- DATA FOR PROCESSING -

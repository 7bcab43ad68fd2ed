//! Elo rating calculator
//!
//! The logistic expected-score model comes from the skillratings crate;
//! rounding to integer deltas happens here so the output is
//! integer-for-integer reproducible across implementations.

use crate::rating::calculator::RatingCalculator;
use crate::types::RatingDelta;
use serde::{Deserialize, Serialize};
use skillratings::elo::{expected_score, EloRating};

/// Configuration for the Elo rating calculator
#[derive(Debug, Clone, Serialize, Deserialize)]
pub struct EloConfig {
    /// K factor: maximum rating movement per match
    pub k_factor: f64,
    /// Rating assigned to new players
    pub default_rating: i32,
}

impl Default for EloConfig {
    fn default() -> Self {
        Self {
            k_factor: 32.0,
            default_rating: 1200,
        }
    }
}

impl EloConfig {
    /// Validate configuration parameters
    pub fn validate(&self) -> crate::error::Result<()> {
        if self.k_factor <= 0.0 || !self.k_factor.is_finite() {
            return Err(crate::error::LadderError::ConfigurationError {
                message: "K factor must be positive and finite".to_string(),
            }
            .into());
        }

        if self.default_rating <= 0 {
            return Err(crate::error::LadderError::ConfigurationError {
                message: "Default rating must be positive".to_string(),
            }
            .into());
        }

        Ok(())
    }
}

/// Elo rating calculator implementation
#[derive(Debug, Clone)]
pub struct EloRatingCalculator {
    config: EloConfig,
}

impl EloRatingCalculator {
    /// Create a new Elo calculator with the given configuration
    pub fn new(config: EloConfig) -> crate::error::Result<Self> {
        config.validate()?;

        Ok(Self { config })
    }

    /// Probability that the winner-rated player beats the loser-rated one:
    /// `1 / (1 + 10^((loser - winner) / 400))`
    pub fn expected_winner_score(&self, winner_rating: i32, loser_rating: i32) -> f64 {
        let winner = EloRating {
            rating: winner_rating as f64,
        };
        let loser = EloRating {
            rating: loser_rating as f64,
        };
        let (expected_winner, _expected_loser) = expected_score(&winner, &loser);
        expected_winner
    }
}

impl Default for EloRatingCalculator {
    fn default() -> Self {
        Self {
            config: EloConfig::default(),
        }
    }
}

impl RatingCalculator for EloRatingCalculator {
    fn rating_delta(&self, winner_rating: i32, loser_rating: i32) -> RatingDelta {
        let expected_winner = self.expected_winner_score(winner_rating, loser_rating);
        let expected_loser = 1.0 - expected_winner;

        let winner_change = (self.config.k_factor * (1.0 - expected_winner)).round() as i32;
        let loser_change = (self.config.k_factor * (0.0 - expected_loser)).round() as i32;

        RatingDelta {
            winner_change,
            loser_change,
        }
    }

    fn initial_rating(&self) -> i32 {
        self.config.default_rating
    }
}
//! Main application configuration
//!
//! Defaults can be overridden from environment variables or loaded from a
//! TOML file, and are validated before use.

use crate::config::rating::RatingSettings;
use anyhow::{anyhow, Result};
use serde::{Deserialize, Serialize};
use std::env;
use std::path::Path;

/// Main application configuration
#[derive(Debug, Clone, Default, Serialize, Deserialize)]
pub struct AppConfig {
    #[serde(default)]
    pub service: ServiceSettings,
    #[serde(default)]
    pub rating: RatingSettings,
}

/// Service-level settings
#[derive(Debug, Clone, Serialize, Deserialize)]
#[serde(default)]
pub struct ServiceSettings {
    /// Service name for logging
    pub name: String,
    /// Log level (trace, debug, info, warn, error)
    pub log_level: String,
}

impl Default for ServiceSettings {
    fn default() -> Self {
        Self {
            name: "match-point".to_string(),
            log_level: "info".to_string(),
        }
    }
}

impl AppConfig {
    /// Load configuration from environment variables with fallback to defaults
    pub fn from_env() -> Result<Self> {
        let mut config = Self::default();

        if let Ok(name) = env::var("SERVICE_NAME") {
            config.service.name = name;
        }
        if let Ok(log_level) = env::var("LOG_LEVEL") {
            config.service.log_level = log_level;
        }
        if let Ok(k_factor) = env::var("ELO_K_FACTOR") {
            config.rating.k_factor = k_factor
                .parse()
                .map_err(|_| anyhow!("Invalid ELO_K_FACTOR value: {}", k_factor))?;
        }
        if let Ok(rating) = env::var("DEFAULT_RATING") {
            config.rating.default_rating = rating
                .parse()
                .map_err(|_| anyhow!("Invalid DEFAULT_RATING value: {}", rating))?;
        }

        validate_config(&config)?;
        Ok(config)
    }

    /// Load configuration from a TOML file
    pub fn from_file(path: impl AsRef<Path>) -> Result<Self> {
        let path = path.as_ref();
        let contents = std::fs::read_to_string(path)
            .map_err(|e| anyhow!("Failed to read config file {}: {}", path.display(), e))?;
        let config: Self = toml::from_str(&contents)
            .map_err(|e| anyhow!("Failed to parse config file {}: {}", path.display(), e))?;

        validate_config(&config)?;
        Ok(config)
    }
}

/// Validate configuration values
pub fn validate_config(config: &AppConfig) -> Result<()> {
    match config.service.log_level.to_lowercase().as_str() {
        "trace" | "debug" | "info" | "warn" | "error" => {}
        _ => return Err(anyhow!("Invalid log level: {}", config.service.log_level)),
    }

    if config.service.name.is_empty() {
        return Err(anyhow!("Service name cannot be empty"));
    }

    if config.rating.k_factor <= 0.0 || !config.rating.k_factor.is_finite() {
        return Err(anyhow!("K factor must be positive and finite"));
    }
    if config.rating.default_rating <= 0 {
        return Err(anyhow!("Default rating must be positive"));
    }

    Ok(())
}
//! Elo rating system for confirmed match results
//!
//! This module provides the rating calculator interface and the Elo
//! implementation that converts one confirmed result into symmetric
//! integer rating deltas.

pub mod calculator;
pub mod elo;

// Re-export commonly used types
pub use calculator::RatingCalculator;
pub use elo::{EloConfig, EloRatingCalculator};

- WORK INSTRUCTION -
Repeat every entry above exactly, leaving nothing out.

- ANSWER TO THIS TASK -
repository 7bcab43ad68fd2ed
//! Elo rating calculator
//!
//! The logistic expected-score model comes from the skillratings crate;
//! rounding to integer deltas happens here so the output is
//! integer-for-integer reproducible across implementations.

use crate::rating::calculator::RatingCalculator;
use crate::types::RatingDelta;
use serde::{Deserialize, Serialize};
use skillratings::elo::{expected_score, EloRating};

/// Configuration for the Elo rating calculator
#[derive(Debug, Clone, Serialize, Deserialize)]
pub struct EloConfig {
    /// K factor: maximum rating movement per match
    pub k_factor: f64,
    /// Rating assigned to new players
    pub default_rating: i32,
}

impl Default for EloConfig {
    fn default() -> Self {
        Self {
            k_factor: 32.0,
            default_rating: 1200,
        }
    }
}

impl EloConfig {
    /// Validate configuration parameters
    pub fn validate(&self) -> crate::error::Result<()> {
        if self.k_factor <= 0.0 || !self.k_factor.is_finite() {
            return Err(crate::error::LadderError::ConfigurationError {
                message: "K factor must be positive and finite".to_string(),
            }
            .into());
        }

        if self.default_rating <= 0 {
            return Err(crate::error::LadderError::ConfigurationError {
                message: "Default rating must be positive".to_string(),
            }
            .into());
        }

        Ok(())
    }
}

/// Elo rating calculator implementation
#[derive(Debug, Clone)]
pub struct EloRatingCalculator {
    config: EloConfig,
}

impl EloRatingCalculator {
    /// Create a new Elo calculator with the given configuration
    pub fn new(config: EloConfig) -> crate::error::Result<Self> {
        config.validate()?;

        Ok(Self { config })
    }

    /// Probability that the winner-rated player beats the loser-rated one:
    /// `1 / (1 + 10^((loser - winner) / 400))`
    pub fn expected_winner_score(&self, winner_rating: i32, loser_rating: i32) -> f64 {
        let winner = EloRating {
            rating: winner_rating as f64,
        };
        let loser = EloRating {
            rating: loser_rating as f64,
        };
        let (expected_winner, _expected_loser) = expected_score(&winner, &loser);
        expected_winner
    }
}

impl Default for EloRatingCalculator {
    fn default() -> Self {
        Self {
            config: EloConfig::default(),
        }
    }
}

impl RatingCalculator for EloRatingCalculator {
    fn rating_delta(&self, winner_rating: i32, loser_rating: i32) -> RatingDelta {
        let expected_winner = self.expected_winner_score(winner_rating, loser_rating);
        let expected_loser = 1.0 - expected_winner;

        let winner_change = (self.config.k_factor * (1.0 - expected_winner)).round() as i32;
        let loser_change = (self.config.k_factor * (0.0 - expected_loser)).round() as i32;

        RatingDelta {
            winner_change,
            loser_change,
        }
    }

    fn initial_rating(&self) -> i32 {
        self.config.default_rating
    }
}
//! Main application configuration
//!
//! Defaults can be overridden from environment variables or loaded from a
//! TOML file, and are validated before use.

use crate::config::rating::RatingSettings;
use anyhow::{anyhow, Result};
use serde::{Deserialize, Serialize};
use std::env;
use std::path::Path;

/// Main application configuration
#[derive(Debug, Clone, Default, Serialize, Deserialize)]
pub struct AppConfig {
    #[serde(default)]
    pub service: ServiceSettings,
    #[serde(default)]
    pub rating: RatingSettings,
}

/// Service-level settings
#[derive(Debug, Clone, Serialize, Deserialize)]
#[serde(default)]
pub struct ServiceSettings {
    /// Service name for logging
    pub name: String,
    /// Log level (trace, debug, info, warn, error)
    pub log_level: String,
}

impl Default for ServiceSettings {
    fn default() -> Self {
        Self {
            name: "match-point".to_string(),
            log_level: "info".to_string(),
        }
    }
}

impl AppConfig {
    /// Load configuration from environment variables with fallback to defaults
    pub fn from_env() -> Result<Self> {
        let mut config = Self::default();

        if let Ok(name) = env::var("SERVICE_NAME") {
            config.service.name = name;
        }
        if let Ok(log_level) = env::var("LOG_LEVEL") {
            config.service.log_level = log_level;
        }
        if let Ok(k_factor) = env::var("ELO_K_FACTOR") {
            config.rating.k_factor = k_factor
                .parse()
                .map_err(|_| anyhow!("Invalid ELO_K_FACTOR value: {}", k_factor))?;
        }
        if let Ok(rating) = env::var("DEFAULT_RATING") {
            config.rating.default_rating = rating
                .parse()
                .map_err(|_| anyhow!("Invalid DEFAULT_RATING value: {}", rating))?;
        }

        validate_config(&config)?;
        Ok(config)
    }

    /// Load configuration from a TOML file
    pub fn from_file(path: impl AsRef<Path>) -> Result<Self> {
        let path = path.as_ref();
        let contents = std::fs::read_to_string(path)
            .map_err(|e| anyhow!("Failed to read config file {}: {}", path.display(), e))?;
        let config: Self = toml::from_str(&contents)
            .map_err(|e| anyhow!("Failed to parse config file {}: {}", path.display(), e))?;

        validate_config(&config)?;
        Ok(config)
    }
}

/// Validate configuration values
pub fn validate_config(config: &AppConfig) -> Result<()> {
    match config.service.log_level.to_lowercase().as_str() {
        "trace" | "debug" | "info" | "warn" | "error" => {}
        _ => return Err(anyhow!("Invalid log level: {}", config.service.log_level)),
    }

    if config.service.name.is_empty() {
        return Err(anyhow!("Service name cannot be empty"));
    }

    if config.rating.k_factor <= 0.0 || !config.rating.k_factor.is_finite() {
        return Err(anyhow!("K factor must be positive and finite"));
    }
    if config.rating.default_rating <= 0 {
        return Err(anyhow!("Default rating must be positive"));
    }

    Ok(())
}
//! Elo rating system for confirmed match results
//!
//! This module provides the rating calculator interface and the Elo
//! implementation that converts one confirmed result into symmetric
//! integer rating deltas.

pub mod calculator;
pub mod elo;

// Re-export commonly used types
pub use calculator::RatingCalculator;
pub use elo::{EloConfig, EloRatingCalculator};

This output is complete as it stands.